_Exercise:_ Somewhere below, one line contains "pub fn letter_to_nibble(letter: char)" and a later line contains "for (i, &byte)". Output those two lines and everything between them exactly, and nothing else.

_Supplied data:_
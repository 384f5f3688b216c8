use crate::crypto::key_square::{normalize_letter, KeySquare, Position, SIZE};
use std::fmt;

/// Letter inserted between doubled letters and used to pad odd input.
pub const FILLER: char = 'X';

#[derive(Debug, Clone, Copy, PartialEq, Eq)]
pub enum Direction {
    Encrypt,
    Decrypt,
}

impl Direction {
    /// Step applied along a row or column: one forward to encrypt, one back
    /// (four forward, modulo 5) to decrypt.
    fn shift(self) -> usize {
        match self {
            Direction::Encrypt => 1,
            Direction::Decrypt => SIZE - 1,
        }
    }
}

#[derive(Debug, Clone, Copy, PartialEq, Eq)]
pub enum DigraphRule {
    SameRow,
    SameColumn,
    Rectangle,
}

impl DigraphRule {
    pub fn name(self) -> &'static str {
        match self {
            DigraphRule::SameRow => "Same Row",
            DigraphRule::SameColumn => "Same Col",
            DigraphRule::Rectangle => "Rectangle",
        }
    }
}

impl fmt::Display for DigraphRule {
    fn fmt(&self, f: &mut fmt::Formatter<'_>) -> fmt::Result {
        f.write_str(self.name())
    }
}

/// Result of running one letter pair through the square.
#[derive(Debug, Clone, Copy, PartialEq, Eq)]
pub struct Substitution {
    pub input: (char, char),
    pub positions: (Position, Position),
    pub rule: DigraphRule,
    pub output: (char, char),
}

/// Applies the Playfair rule to one pair. Returns `None` when either letter
/// is not in the square.
pub fn substitute(square: &KeySquare, a: char, b: char, direction: Direction) -> Option<Substitution> {
    let p1 = square.position(a)?;
    let p2 = square.position(b)?;
    let shift = direction.shift();

    let (rule, o1, o2) = if p1.row == p2.row {
        (
            DigraphRule::SameRow,
            Position { row: p1.row, col: (p1.col + shift) % SIZE },
            Position { row: p2.row, col: (p2.col + shift) % SIZE },
        )
    } else if p1.col == p2.col {
        (
            DigraphRule::SameColumn,
            Position { row: (p1.row + shift) % SIZE, col: p1.col },
            Position { row: (p2.row + shift) % SIZE, col: p2.col },
        )
    } else {
        (
            DigraphRule::Rectangle,
            Position { row: p1.row, col: p2.col },
            Position { row: p2.row, col: p1.col },
        )
    };

    Some(Substitution {
        input: (a, b),
        positions: (p1, p2),
        rule,
        output: (square.at(o1), square.at(o2)),
    })
}

/// Turns free text into an even-length run of square letters.
///
/// Uppercases, folds `J` into `I` and drops everything that is not an ASCII
/// letter. A pair made of two identical letters is split by an `X`, with the
/// second letter starting the next pair; an odd tail is padded with `X`.
/// The fillers stay in the text: decryption gives back this prepared form.
pub fn prepare_text(text: &str) -> String {
    let letters: Vec<char> = text
        .chars()
        .filter(char::is_ascii_alphabetic)
        .map(normalize_letter)
        .collect();

    let mut prepared = String::with_capacity(letters.len() + letters.len() / 2 + 1);
    let mut i = 0;
    while i < letters.len() {
        prepared.push(letters[i]);
        match letters.get(i + 1) {
            Some(&next) if next == letters[i] => {
                prepared.push(FILLER);
                i += 1;
            }
            Some(&next) => {
                prepared.push(next);
                i += 2;
            }
            None => i += 1,
        }
    }

    if prepared.len() % 2 != 0 {
        prepared.push(FILLER);
    }
    prepared
}

/// Normalizes ciphertext typed by a user: spaces removed, uppercased, `J`
/// folded into `I`.
pub fn normalize_ciphertext(text: &str) -> String {
    text.chars()
        .filter(|&c| c != ' ')
        .map(normalize_letter)
        .collect()
}
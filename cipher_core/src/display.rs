/// Shortens a long (usually decimal) string for display, keeping its head and
/// tail around `"..."`. Strings of at most `max_len` characters are returned
/// unchanged.
pub fn ellipsize(s: &str, max_len: usize) -> String {
    let len = s.chars().count();
    if len <= max_len || max_len < 6 {
        return s.to_string();
    }
    let head = max_len / 2 - 1;
    let tail = max_len / 2 - 2;
    let mut out: String = s.chars().take(head).collect();
    out.push_str("...");
    out.extend(s.chars().skip(len - tail));
    out
}

#[cfg(test)]
mod tests {
    use super::ellipsize;

    #[test]
    fn short_values_are_untouched() {
        assert_eq!(ellipsize("3233", 40), "3233");
    }

    #[test]
    fn long_values_keep_head_and_tail() {
        let digits = "1234567890".repeat(5);
        let shown = ellipsize(&digits, 20);
        assert_eq!(shown, "123456789...34567890");
        assert!(shown.len() < digits.len());
    }
}
//! Whole-file container for the Playfair cipher.
//!
//! Each byte becomes two letters (one per nibble, `A`-`I` for 0-8 and `K`-`Q`
//! for 9-15, `J` never used), the letters are substituted pair by pair, and
//! the result is written after a `PLAYFAIR_ENCRYPTED|<byte count>` line.

use crate::crypto::digraph::Direction;
use crate::crypto::playfair::{reject_pair, PlayfairCipher, ProgressSpan};
use cipher_core::{
    read_all, read_text, write_all, CipherError, CipherInput, CipherOutput, ProgressReporter,
    ProgressSink, Result,
};
use std::fs::File;
use std::io::{BufRead, BufReader};
use std::path::Path;

pub const FILE_HEADER_PREFIX: &str = "PLAYFAIR_ENCRYPTED|";

pub fn nibble_to_letter(nibble: u8) -> char {
    let nibble = nibble & 0x0F;
    if nibble <= 8 {
        (b'A' + nibble) as char
    } else {
        (b'A' + nibble + 1) as char
    }
}

pub fn letter_to_nibble(letter: char) -> Option<u8> {
    match letter.to_ascii_uppercase() {
        c @ 'A'..='I' => Some(c as u8 - b'A'),
        c @ 'K'..='Q' => Some(c as u8 - b'A' - 1),
        _ => None,
    }
}

impl PlayfairCipher {
    /// Encodes raw bytes into the encrypted container text.
    pub fn encode(&self, data: &[u8], progress: &dyn ProgressSink) -> String {
        let reporter = ProgressReporter::new(progress);

        let mut letters = String::with_capacity(data.len() * 2);
        for (i, &byte) in data.iter().enumerate() {
            letters.push(nibble_to_letter(byte >> 4));
            letters.push(nibble_to_letter(byte & 0x0F));
            reporter.span(0, 50, i, data.len());
        }

        let span = ProgressSpan {
            reporter: &reporter,
            from: 50,
            to: 100,
        };
        let body = self.lenient(&letters, Direction::Encrypt, None, Some(span));

        reporter.finish();
        format!("{FILE_HEADER_PREFIX}{}\n{body}", data.len())
    }

    /// Decodes container text back into the original bytes.
    ///
    /// Fails with `CorruptData` on a missing or malformed header, on letters
    /// that are not in the square, when fewer letters than declared remain, or
    /// when a letter decodes to something that is not a nibble. A wrong key is
    /// only noticed through the last check and may otherwise yield garbage.
    pub fn decode(&self, container: &str, progress: &dyn ProgressSink) -> Result<Vec<u8>> {
        let reporter = ProgressReporter::new(progress);

        if !container.starts_with(FILE_HEADER_PREFIX) {
            return Err(CipherError::corrupt_data(
                "input was not encrypted with Playfair or is damaged",
            ));
        }
        let (header, body) = container
            .split_once('\n')
            .ok_or_else(|| CipherError::corrupt_data("Playfair header line is not terminated"))?;
        let original_len = parse_header(header.trim_end_matches('\r'))?;

        let span = ProgressSpan {
            reporter: &reporter,
            from: 0,
            to: 50,
        };
        let letters: Vec<char> = self
            .transform(body, Direction::Decrypt, reject_pair, None, Some(span))?
            .chars()
            .collect();

        if original_len
            .checked_mul(2)
            .map_or(true, |needed| letters.len() < needed)
        {
            return Err(CipherError::corrupt_data(format!(
                "decrypted data is too short: {} letters for {} bytes",
                letters.len(),
                original_len
            )));
        }

        let mut bytes = Vec::with_capacity(original_len);
        for (i, pair) in letters.chunks_exact(2).take(original_len).enumerate() {
            let (Some(high), Some(low)) = (letter_to_nibble(pair[0]), letter_to_nibble(pair[1]))
            else {
                return Err(CipherError::corrupt_data(
                    "cannot decode file: wrong key or damaged data",
                ));
            };
            bytes.push((high << 4) | low);
            reporter.span(50, 100, i, original_len);
        }

        reporter.finish();
        Ok(bytes)
    }

    pub fn encrypt_file(
        &self,
        input: &CipherInput,
        output: &mut CipherOutput,
        progress: &dyn ProgressSink,
    ) -> Result<()> {
        let data = read_all(input)?;
        log::info!("Playfair: encrypting {} bytes", data.len());
        let container = self.encode(&data, progress);
        write_all(output, container.as_bytes())
    }

    pub fn decrypt_file(
        &self,
        input: &CipherInput,
        output: &mut CipherOutput,
        progress: &dyn ProgressSink,
    ) -> Result<()> {
        let container = read_text(input)?;
        let data = self.decode(&container, progress)?;
        log::info!("Playfair: decrypted {} bytes", data.len());
        write_all(output, &data)
    }
}

fn parse_header(header: &str) -> Result<usize> {
    let parts: Vec<&str> = header.split('|').collect();
    match parts.as_slice() {
        [_, count] => count
            .parse::<usize>()
            .map_err(|_| CipherError::corrupt_data(format!("bad byte count in header: {count:?}"))),
        _ => Err(CipherError::corrupt_data("Playfair header is damaged")),
    }
}

/// Whether the file's first line carries the Playfair container header.
/// Unreadable files count as not encrypted.
pub fn is_encrypted_file(path: &Path) -> bool {
    let Ok(file) = File::open(path) else {
        return false;
    };
    let mut first_line = String::new();
    match BufReader::new(file).read_line(&mut first_line) {
        Ok(_) => first_line.starts_with(FILE_HEADER_PREFIX),
        Err(_) => false,
    }
}
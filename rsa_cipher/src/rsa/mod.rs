pub mod file_codec;
pub mod key_file;
pub mod keygen;
pub mod rsa;

pub use keygen::{RsaKeyGenerator, RsaKeyPair};
pub use rsa::RsaCipher;
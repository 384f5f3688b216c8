use crate::number_theory::{mod_pow, parse_decimal};
use crate::rsa::keygen::{RsaKeyGenerator, RsaKeyPair};
use cipher_core::trace::{self, TraceRecord};
use cipher_core::Result;
use num_bigint::BigUint;

pub const ENCRYPT_RULE: &str = "C = M^E mod N";
pub const DECRYPT_RULE: &str = "M = C^D mod N";

/// Textbook RSA over a fixed key pair.
///
/// Text is encrypted one UTF-8 byte at a time with no padding, so equal bytes
/// give equal ciphertext numbers. This is a teaching scheme, not a secure one.
#[derive(Debug, Clone, PartialEq, Eq)]
pub struct RsaCipher {
    keys: RsaKeyPair,
}

impl RsaCipher {
    pub fn new(keys: RsaKeyPair) -> Self {
        Self { keys }
    }

    /// Generates a fresh key pair and wraps it.
    pub fn generate(bit_length: usize) -> Result<Self> {
        RsaKeyGenerator::new(bit_length).generate().map(Self::new)
    }

    pub fn keys(&self) -> &RsaKeyPair {
        &self.keys
    }

    /// M^E mod N, for any M the caller supplies.
    pub fn encrypt_number(&self, m: &BigUint) -> BigUint {
        mod_pow(m, self.keys.e(), self.keys.n())
    }

    /// C^D mod N
    pub fn decrypt_number(&self, c: &BigUint) -> BigUint {
        mod_pow(c, self.keys.d(), self.keys.n())
    }

    pub fn encrypt_number_with_trace(&self, m: &BigUint) -> (BigUint, TraceRecord) {
        let c = self.encrypt_number(m);
        let record = TraceRecord::new(
            m.to_string(),
            format!("E = {}", self.keys.e()),
            Some(format!("N = {}", self.keys.n())),
            ENCRYPT_RULE,
            c.to_string(),
        );
        (c, record)
    }

    pub fn decrypt_number_with_trace(&self, c: &BigUint) -> (BigUint, TraceRecord) {
        let m = self.decrypt_number(c);
        let record = TraceRecord::new(
            c.to_string(),
            "D = (private)",
            Some(format!("N = {}", self.keys.n())),
            DECRYPT_RULE,
            m.to_string(),
        );
        (m, record)
    }

    /// Encrypts each UTF-8 byte separately; the result is the ciphertext
    /// numbers in decimal, separated by single spaces.
    pub fn encrypt_text(&self, plaintext: &str) -> String {
        self.encrypt_text_traced(plaintext, None)
    }

    pub fn encrypt_text_with_trace(&self, plaintext: &str) -> (String, Vec<TraceRecord>) {
        let mut records = Vec::new();
        let ciphertext = self.encrypt_text_traced(plaintext, Some(&mut records));
        (ciphertext, records)
    }

    /// Reverses [`RsaCipher::encrypt_text`]. Every recovered value is cut down
    /// to its low byte and the bytes are decoded as lossy UTF-8, so a wrong
    /// key usually produces garbage rather than an error.
    ///
    /// Fails with `InvalidArgument` on a token that is not a decimal number.
    pub fn decrypt_text(&self, ciphertext: &str) -> Result<String> {
        self.decrypt_text_traced(ciphertext, None)
    }

    pub fn decrypt_text_with_trace(&self, ciphertext: &str) -> Result<(String, Vec<TraceRecord>)> {
        let mut records = Vec::new();
        let plaintext = self.decrypt_text_traced(ciphertext, Some(&mut records))?;
        Ok((plaintext, records))
    }

    fn encrypt_text_traced(
        &self,
        plaintext: &str,
        mut trace: Option<&mut Vec<TraceRecord>>,
    ) -> String {
        let numbers: Vec<String> = plaintext
            .bytes()
            .map(|b| {
                let c = self.encrypt_number(&BigUint::from(b));
                trace::push(&mut trace, || {
                    TraceRecord::new(
                        display_byte(b),
                        b.to_string(),
                        Some(b.to_string()),
                        ENCRYPT_RULE,
                        c.to_string(),
                    )
                });
                c.to_string()
            })
            .collect();
        numbers.join(" ")
    }

    fn decrypt_text_traced(
        &self,
        ciphertext: &str,
        mut trace: Option<&mut Vec<TraceRecord>>,
    ) -> Result<String> {
        let mut bytes = Vec::new();
        for token in ciphertext.split_whitespace() {
            let c = parse_decimal(token)?;
            let b = low_byte(&self.decrypt_number(&c));
            bytes.push(b);
            trace::push(&mut trace, || {
                TraceRecord::new(
                    display_byte(b),
                    b.to_string(),
                    Some(c.to_string()),
                    DECRYPT_RULE,
                    b.to_string(),
                )
            });
        }
        Ok(String::from_utf8_lossy(&bytes).into_owned())
    }
}

/// Lowest byte of a value; anything above 255 is truncated.
pub(crate) fn low_byte(value: &BigUint) -> u8 {
    value.to_bytes_le().first().copied().unwrap_or(0)
}

/// Quoted character for printable ASCII, `?` for everything else.
fn display_byte(b: u8) -> String {
    if b.is_ascii_graphic() || b == b' ' {
        format!("'{}'", b as char)
    } else {
        "?".to_string()
    }
}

_Task result:_
pub fn letter_to_nibble(letter: char) -> Option<u8> {
    match letter.to_ascii_uppercase() {
        c @ 'A'..='I' => Some(c as u8 - b'A'),
        c @ 'K'..='Q' => Some(c as u8 - b'A' - 1),
        _ => None,
    }
}

impl PlayfairCipher {
    /// Encodes raw bytes into the encrypted container text.
    pub fn encode(&self, data: &[u8], progress: &dyn ProgressSink) -> String {
        let reporter = ProgressReporter::new(progress);

        let mut letters = String::with_capacity(data.len() * 2);
        for (i, &byte) in data.iter().enumerate() {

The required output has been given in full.